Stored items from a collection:
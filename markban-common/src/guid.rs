//! External identifier (guid) utilities
//!
//! Bookmark rows carry a 12-character alphanumeric guid, distinct from
//! the internal numeric rowid. Callers must collision-check a freshly
//! generated guid against the store and regenerate on collision.

use rand::distributions::Alphanumeric;
use rand::Rng;

/// Length of a bookmark guid
pub const GUID_LEN: usize = 12;

/// Generate a 12-character alphanumeric guid candidate
pub fn generate() -> String {
    rand::thread_rng()
        .sample_iter(&Alphanumeric)
        .take(GUID_LEN)
        .map(char::from)
        .collect()
}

■ **Work request**
From the line that contains "use rand::Rng;" to the last line of the data, write out each line exactly and add nothing.

■ **Written reply**
use rand::Rng;

/// Length of a bookmark guid
pub const GUID_LEN: usize = 12;

/// Generate a 12-character alphanumeric guid candidate
pub fn generate() -> String {
    rand::thread_rng()
        .sample_iter(&Alphanumeric)
        .take(GUID_LEN)
        .map(char::from)
        .collect()
}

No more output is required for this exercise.